-
Notifications
You must be signed in to change notification settings - Fork 1.3k
Mailing list migration
Eric Larson edited this page Dec 11, 2020
·
17 revisions
Following:
- https://meta.discourse.org/t/beginners-guide-to-install-discourse-for-development-using-docker/102009
- https://meta.discourse.org/t/importing-mailing-lists-mbox-listserv-google-groups-emails/79773#1-5-prepare-files
git clone https://github.com/discourse/discourse.git
cd discourse
d/boot_dev --init
printf "\ngem 'sqlite3'" >> Gemfile
d/rails db:migrate RAILS_ENV=development
d/bundle install
# These I actually usually do in another dir like ~/Desktop so I only ever have to do it once
mkdir shared
wget -r -l1 --no-parent --no-directories "https://mail.nmr.mgh.harvard.edu/pipermail//mne_analysis/" -P shared/import/data/mne_analysis -A "*-*.txt.gz"

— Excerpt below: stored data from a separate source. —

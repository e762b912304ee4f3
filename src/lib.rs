/// The lexer takes the source input, mapping it into a sequence of tokens.
pub mod lexer;

/// The parser takes a sequence of tokens, mapping it into an AST.
pub mod parser;

/// The type checker validates an AST against the scope rules and annotates
/// the resolved type of every captured variable.
pub mod type_checker;

/// The code generator lowers a checked AST into JavaScript source.
pub mod code_gen;

pub mod ast;
pub mod builtins;
pub mod diagnostic;
pub mod token;
pub mod types;

pub mod util {
    pub mod fmt;
    #[cfg(test)]
    pub(crate) mod test_utils;
}

use crate::{
    diagnostic::{Diagnostic, Reporter},
    token::Spanned,
    type_checker::Checker,
};

/// Pipeline options.
#[derive(Copy, Clone, Debug)]
pub struct Options {
    /// Run the type checker before lowering. Without it, capture types are
    /// left unresolved.
    pub type_check: bool,
}

impl Default for Options {
    fn default() -> Self {
        Options { type_check: true }
    }
}

/// The fatal error that stopped a compilation.
#[derive(Debug, thiserror::Error)]
pub enum CompileError {
    #[error(transparent)]
    Parse(#[from] Spanned<parser::Error>),
    #[error(transparent)]
    Type(#[from] Spanned<type_checker::Error>),
}

impl CompileError {
    pub fn diagnostic(&self) -> Diagnostic {
        match self {
            CompileError::Parse(e) => Diagnostic::new(e.inner.to_string(), e.pos),
            CompileError::Type(e) => Diagnostic::new(e.inner.to_string(), e.pos),
        }
    }
}

/// Compiles `src` with the default [`Options`].
pub fn compile(src: &str, reporter: &mut impl Reporter) -> Result<String, CompileError> {
    compile_with(src, Options::default(), reporter)
}

/// Runs the whole pipeline over `src`, returning the generated program.
///
/// Lexical errors are reported and skipped. The first parse or type error is
/// reported and returned, and no code is produced.
pub fn compile_with(
    src: &str,
    options: Options,
    reporter: &mut impl Reporter,
) -> Result<String, CompileError> {
    let tokens = lexer::tokenize(src, reporter);
    run_stages(&tokens, options).inspect_err(|error| reporter.report(&error.diagnostic()))
}

fn run_stages(tokens: &[token::Token], options: Options) -> Result<String, CompileError> {
    let mut program = parser::parse(tokens)?;
    if options.type_check {
        Checker::new().check_program(&mut program)?;
    } else {
        log::debug!("type checking disabled");
    }
    Ok(code_gen::lower_program(&program))
}

#[cfg(test)]
mod tests {
    use indoc::indoc;
    use pretty_assertions::assert_eq;

    use super::*;
    use crate::token::Position;

    const DEMOS: &[(&str, &str)] = &[
        ("arith", include_str!("../demos/arith.fh")),
        ("closures", include_str!("../demos/closures.fh")),
        ("lists", include_str!("../demos/lists.fh")),
    ];

    #[test]
    fn test_demos_compile() {
        for (name, src) in DEMOS {
            let mut diagnostics: Vec<Diagnostic> = Vec::new();
            let result = compile(src, &mut diagnostics);
            assert!(result.is_ok(), "{name}: {diagnostics:?}");
            assert!(diagnostics.is_empty(), "{name}: {diagnostics:?}");
        }
    }

    #[test]
    fn test_demos_are_deterministic() {
        for (name, src) in DEMOS {
            let first = compile(src, &mut Vec::<Diagnostic>::new()).unwrap();
            let second = compile(src, &mut Vec::<Diagnostic>::new()).unwrap();
            assert!(first == second, "{name}");
        }
    }

    #[test]
    fn test_compile_output() {
        let src = indoc! {"
            var int<int a, int b> add = int<int a, int b> { ret a + b }
            add with (1, 2)
        "};
        let code = compile(src, &mut Vec::<Diagnostic>::new()).unwrap();
        assert!(code.starts_with("const __fs__ = require('fs');\n"));
        assert!(code.ends_with(indoc! {"
            let add = (function add(a, b) {
                return (a() + b());
            });
            add(() => 1, () => 2);
        "}));
    }

    #[test]
    fn test_parse_error_is_reported() {
        let mut diagnostics: Vec<Diagnostic> = Vec::new();
        let error = compile("var int = x", &mut diagnostics).unwrap_err();
        assert!(matches!(error, CompileError::Parse(_)));
        assert_eq!(diagnostics.len(), 1);
        assert_eq!(diagnostics[0].position, Some(Position::new(1, 9)));
        assert_eq!(diagnostics[0].to_string(), error.to_string());
    }

    #[test]
    fn test_type_error_is_reported() {
        let src = indoc! {"
            var int<> x = int<> { ret 1 }
            var int<> x = int<> { ret 2 }
        "};
        let mut diagnostics: Vec<Diagnostic> = Vec::new();
        let error = compile(src, &mut diagnostics).unwrap_err();
        assert!(matches!(error, CompileError::Type(_)));
        assert_eq!(
            diagnostics,
            vec![Diagnostic::new(
                "variable x is already declared in this scope (as int)",
                Position::new(2, 1),
            )]
        );
        assert_eq!((diagnostics[0].line(), diagnostics[0].column()), (2, 1));
    }

    #[test]
    fn test_lex_errors_do_not_abort() {
        let mut diagnostics: Vec<Diagnostic> = Vec::new();
        let code = compile("log with ($1)", &mut diagnostics).unwrap();
        assert!(code.ends_with("log(() => 1);\n"));
        assert_eq!(diagnostics.len(), 1);
        assert_eq!(diagnostics[0].position, Some(Position::new(1, 11)));
    }

    #[test]
    fn test_type_check_can_be_disabled() {
        let src = "var int x = 1";
        assert!(compile(src, &mut Vec::<Diagnostic>::new()).is_err());

        let options = Options { type_check: false };
        let code = compile_with(src, options, &mut Vec::<Diagnostic>::new()).unwrap();
        assert!(code.ends_with("let x = __value(1);\n"));
    }
}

rm shared/import/data/mne_analysis/robots.txt.tmp
gzip -d shared/import/data/mne_analysis/*.txt.gz
wget https://gist.githubusercontent.com/larsoner/940cd6c7100b87c4c5668cb0bc540afb/raw/9e78513620d11355ad0e10f4a2470996c26ebc8c/mailmanToMBox.py -O shared/mailmanToMBox.py
python3 shared/mailmanToMBox.py shared/import/data/mne_analysis/
rm shared/import/data/mne_analysis/*.txt
wget https://raw.githubusercontent.com/discourse/discourse/master/script/import_scripts/mbox/settings.yml -O shared/import/settings.yml
vim shared/import/settings.yml # add "Mne_analysis": "mne_analysis" under "tag:" section
# Then I `cp -a` these to the `discourse/` root dir in case I need to hard reset, then go to a shell:
d/shell
In the docker shell:
cd /src
sudo mv shared/import /shared/
bundle exec ruby script/import_scripts/mbox.rb /shared/import/settings.yml
Output
Loading existing groups...
Loading existing users...
Loading existing categories...
Loading existing posts...
Loading existing topics...
creating index
indexing files in /shared/import/data/mne_analysis
indexing /shared/import/data/mne_analysis/2018-March.mbox
...
indexing /shared/import/data/mne_analysis/2007-December.mbox
indexing replies and users
creating categories
1 / 1 (100.0%) [17497813 items/min]
creating users
creating topics and posts
7373 / 7373 (100.0%) [1360 items/min]
Updating topic status
Updating bumped_at on topics
Updating last posted at on users
Updating last seen at on users
Updating first_post_created_at...
Updating user post_count...
Updating user topic_count...
Updating topic users
Updating post timings
Updating featured topic users
Updating featured topics in categories
5 / 5 (100.0%) [6890 items/min] ]
Resetting topic counters
Done (00h 06min 21sec)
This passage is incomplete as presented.